Comment by einpoklum

24 days ago

The title is somewhat misleading.

First, US demand increased by 3.1%. That is bad - demand should be going down, since there is a need to conserve electricity while much of it is provided by CO2-emitting sources. That said - it is not such a huge "surge" that the fact that 61% of it was covered by an increase in Solar capacity is so impressive.

Second, Solar generation is said to have reached 84 TW. But if the increase in demand was 135 TW, and that's just 3.1% of total demand, then total demand is 4355 TW, and Solar accounts for 1.92% of generation. That is _really_ bad. Since we must get to near-0 emissions in electricity generation ASAP to avoid even harsher effects of global warming; and most of the non-Solar generation in the US is by Natural Gas and Coal [1].

You could nitpick and say that the important stat is "total renewables" rather than just Solar, and that the US has a lot of Nuclear, and that's technically true, but it's not as though Nuclear output is surging, and it has more obstacles and challenges, for reasons. So, the big surge to expect in the US is Solar - and we're only seeing very little of that. If you mis-contextualize it sounds like a lot: "60% of new demand! 27% increase since last year!" but that's not the right context.

[1] : https://www.statista.com/statistics/220174/total-us-electric...

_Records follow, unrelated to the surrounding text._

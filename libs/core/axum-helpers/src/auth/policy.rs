//! Route policies expressed as extractors.
//!
//! They read the claims that [`super::session_middleware`] stored in the
//! request extensions.

use super::session::SessionClaims;
use crate::errors::AppError;
use axum::{extract::FromRequestParts, http::request::Parts};
use uuid::Uuid;

pub const NOT_PERMITTED: &str = "You are not permitted to perform this action.";

/// Any logged in user.
#[derive(Debug, Clone)]
pub struct CurrentUser(pub SessionClaims);

impl CurrentUser {
    pub fn id(&self) -> Uuid {
        self.0.user_id()
    }

    pub fn is_admin(&self) -> bool {
        self.0.is_admin()
    }

    /// Passes for administrators and for the user `owner_id` itself.
    pub fn require_owner_or_admin(&self, owner_id: Uuid) -> Result<(), AppError> {
        if self.is_admin() || self.id() == owner_id {
            Ok(())
        } else {
            Err(AppError::Forbidden("Forbidden".to_string()))
        }
    }
}

impl<S> FromRequestParts<S> for CurrentUser
where
    S: Send + Sync,
{
    type Rejection = AppError;

    async fn from_request_parts(parts: &mut Parts, _state: &S) -> Result<Self, Self::Rejection> {
        parts
            .extensions
            .get::<SessionClaims>()
            .cloned()
            .map(CurrentUser)
            .ok_or_else(|| AppError::Unauthorized(NOT_PERMITTED.to_string()))
    }
}

/// Logged in administrator. Non-admins get a 401 like anonymous callers.
#[derive(Debug, Clone)]
pub struct AdminUser(pub SessionClaims);

impl AdminUser {
    pub fn id(&self) -> Uuid {
        self.0.user_id()
    }
}

impl<S> FromRequestParts<S> for AdminUser
where
    S: Send + Sync,
{
    type Rejection = AppError;

    async fn from_request_parts(parts: &mut Parts, state: &S) -> Result<Self, Self::Rejection> {
        let CurrentUser(claims) = CurrentUser::from_request_parts(parts, state).await?;
        if claims.is_admin() {
            Ok(AdminUser(claims))
        } else {
            tracing::info!(user_id = %claims.sub, "Admin route refused");
            Err(AppError::Unauthorized(NOT_PERMITTED.to_string()))
        }
    }
}

/// Session if there is one.
#[derive(Debug, Clone)]
pub struct OptionalUser(pub Option<SessionClaims>);

impl<S> FromRequestParts<S> for OptionalUser
where
    S: Send + Sync,
{
    type Rejection = std::convert::Infallible;

    async fn from_request_parts(parts: &mut Parts, _state: &S) -> Result<Self, Self::Rejection> {
        Ok(OptionalUser(parts.extensions.get::<SessionClaims>().cloned()))
    }
}
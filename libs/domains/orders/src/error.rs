use axum::response::{IntoResponse, Response};
use axum_helpers::AppError;
use sea_orm::DbErr;
use thiserror::Error;

#[derive(Debug, Error)]
pub enum OrderError {
    #[error("No user in session")]
    NoSessionUser,

    #[error("Invalid request data. Please provide all required fields.")]
    InvalidRequest,

    #[error("Invalid product data. Each product must have a valid ID and quantity > 0.")]
    InvalidProducts,

    #[error("One or more products do not exist or are not available anymore.")]
    UnavailableProducts,

    #[error("The total amount does not match the sum of the products and quantities.")]
    TotalMismatch,

    #[error("No user found.")]
    UserNotFound,

    #[error("The specified payment method does not exist or does not belong to the user.")]
    PaymentNotOwned,

    #[error("No shipping address available.")]
    NoShippingAddress,

    #[error("Order not found.")]
    NotFound,

    #[error("You can only cancel your own orders.")]
    NotOwner,

    #[error("Order cannot be canceled. Only \"open\" or \"processing\" orders can be canceled.")]
    NotCancelable,

    #[error("OrderStatus is required.")]
    StatusRequired,

    #[error("Order or shipping not found.")]
    ShippingNotFound,

    #[error("Order or shipping address not found.")]
    AddressNotFound,

    #[error("Invalid payment option provided.")]
    InvalidPaymentOption,

    #[error("Order or payment not found.")]
    PaymentNotFound,

    #[error("Failed to update payment information.")]
    PaymentUpdateFailed,

    #[error("Invalid input: {0}")]
    Validation(String),

    #[error("Database error: {0}")]
    Database(#[from] DbErr),

    #[error("Internal error: {0}")]
    Internal(String),
}

pub type OrderResult<T> = Result<T, OrderError>;

impl From<OrderError> for AppError {
    fn from(err: OrderError) -> Self {
        match err {
            OrderError::UserNotFound
            | OrderError::NotFound
            | OrderError::ShippingNotFound
            | OrderError::AddressNotFound
            | OrderError::PaymentNotFound => AppError::NotFound(err.to_string()),
            OrderError::PaymentUpdateFailed => AppError::Conflict(err.to_string()),
            OrderError::Validation(msg) => AppError::BadRequest(msg),
            OrderError::Database(e) => AppError::Database(e),
            OrderError::Internal(msg) => AppError::InternalServerError(msg),
            _ => AppError::BadRequest(err.to_string()),
        }
    }
}

impl IntoResponse for OrderError {
    fn into_response(self) -> Response {
        let app_error: AppError = self.into();
        app_error.into_response()
    }
}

Gonna fully admit I skipped reading the article when I saw a confusing title, and now I'm leaving instead of trying to figure out what it meant.

> First, US demand increased by 3.1%. That is bad

It is not bad. Energy usage is the best proxy we have for societal wealth. It's starting to somewhat decouple, but I'd posit that's largely due to financial woo-woo than actual real wealth. Time shall tell. A lot of energy (no pun intended) was put into short-term easy wins on the efficiency side the last couple decades, but those low hanging fruits are largely picked over. In the end, it requires serious capital investment into energy production and distribution.

> demand should be going down

Naw. If we want to actually regain any sort of self-determination as a nation we need to re-industrialize and learn to make things again. This is a multi-generational project that takes decades to even build the foundation for. This all requires energy - preferably as clean and cheap as possible.

We should be looking what what China is doing. Building everything possible as quickly as possible. Spam solar, wind, nuclear, and yes natural gas which enables the former two to exist to begin with. Start spinning up battery plants as well on top of it. Coal I can grant is silly to invest in these days, re-purpose those plants as their useful lifetimes run out into natural gas or nuclear power plant sites.

Then start spamming long distance transmission lines throughout the country to further even out demand vs. supply, so more sunny and windy locations can pick up the slack in other regions of the country. Start telling NIMBYs to go pound sand.

This degrowth stuff is just a way to make poor and working class folks suffer. China and India are building so much energy production capacity it simply doesn't matter anyways. Build or have your grandchildren be left behind.

  • > is the best proxy we have for societal wealth.

    You seem to be suggesting that we should continue to warm up the planet so as to increase "societal wealth". No, we should not, it is harmful and dangerous.

    > Naw. If we want to actually regain any sort of self-determination as a nation

    Avoiding global warming is an imperative. Your desire to feel "self-determination as a nation" is at most a nice-to-have.

    That said - if the US were able to separate out a 're-importation of production capacity' from another country when estimating energy use, and could show a significant drop with that aside, and a drop relative to the energy use as part of that production activity, then - ok, that would be a legitimate argument that its conduct is better than the numbers suggest.

    > This is a multi-generational project

    So, you're claiming that it's ok for you to keep warming us all up and have the seas rise, and droughts, and fires, and agriculture failing etc. for at least, say, 50 years because of your multi-generational project.

    No way. Now, of course, I'm just a guy on the Internet and the US is a global empire which invades and bombs kidnaps heads-of-state etc. But - that must be resisted. Also, the political elites within the US who subscribe to that view must be resisted internally.

    > China ... Building everything possible as quickly as possible.

    China's policies are a mixed bag; but they are certainly not building _everything_ as quickly as possible. And a lot of what they're building is non-CO2-emitting energy production capacity. Its official plan (IIRC) is no increase in emissions after 2030, and full neutrality by 2060 - which is absolutely not building everything nor as quick as possibly. Now, that is not good enough, but US policy (and your approach) seems to be "burn, baby, burn".

    > This degrowth stuff is just a way to make poor and working class folks suffer.

    Ah, yes, US society and economy these days are all about aleviating poverty and promoting working class interests.

The title is disgusting click bait with the hopes to falsely make the reader believe that Solar covered 61% of the total annual power need and not just the YoY delta.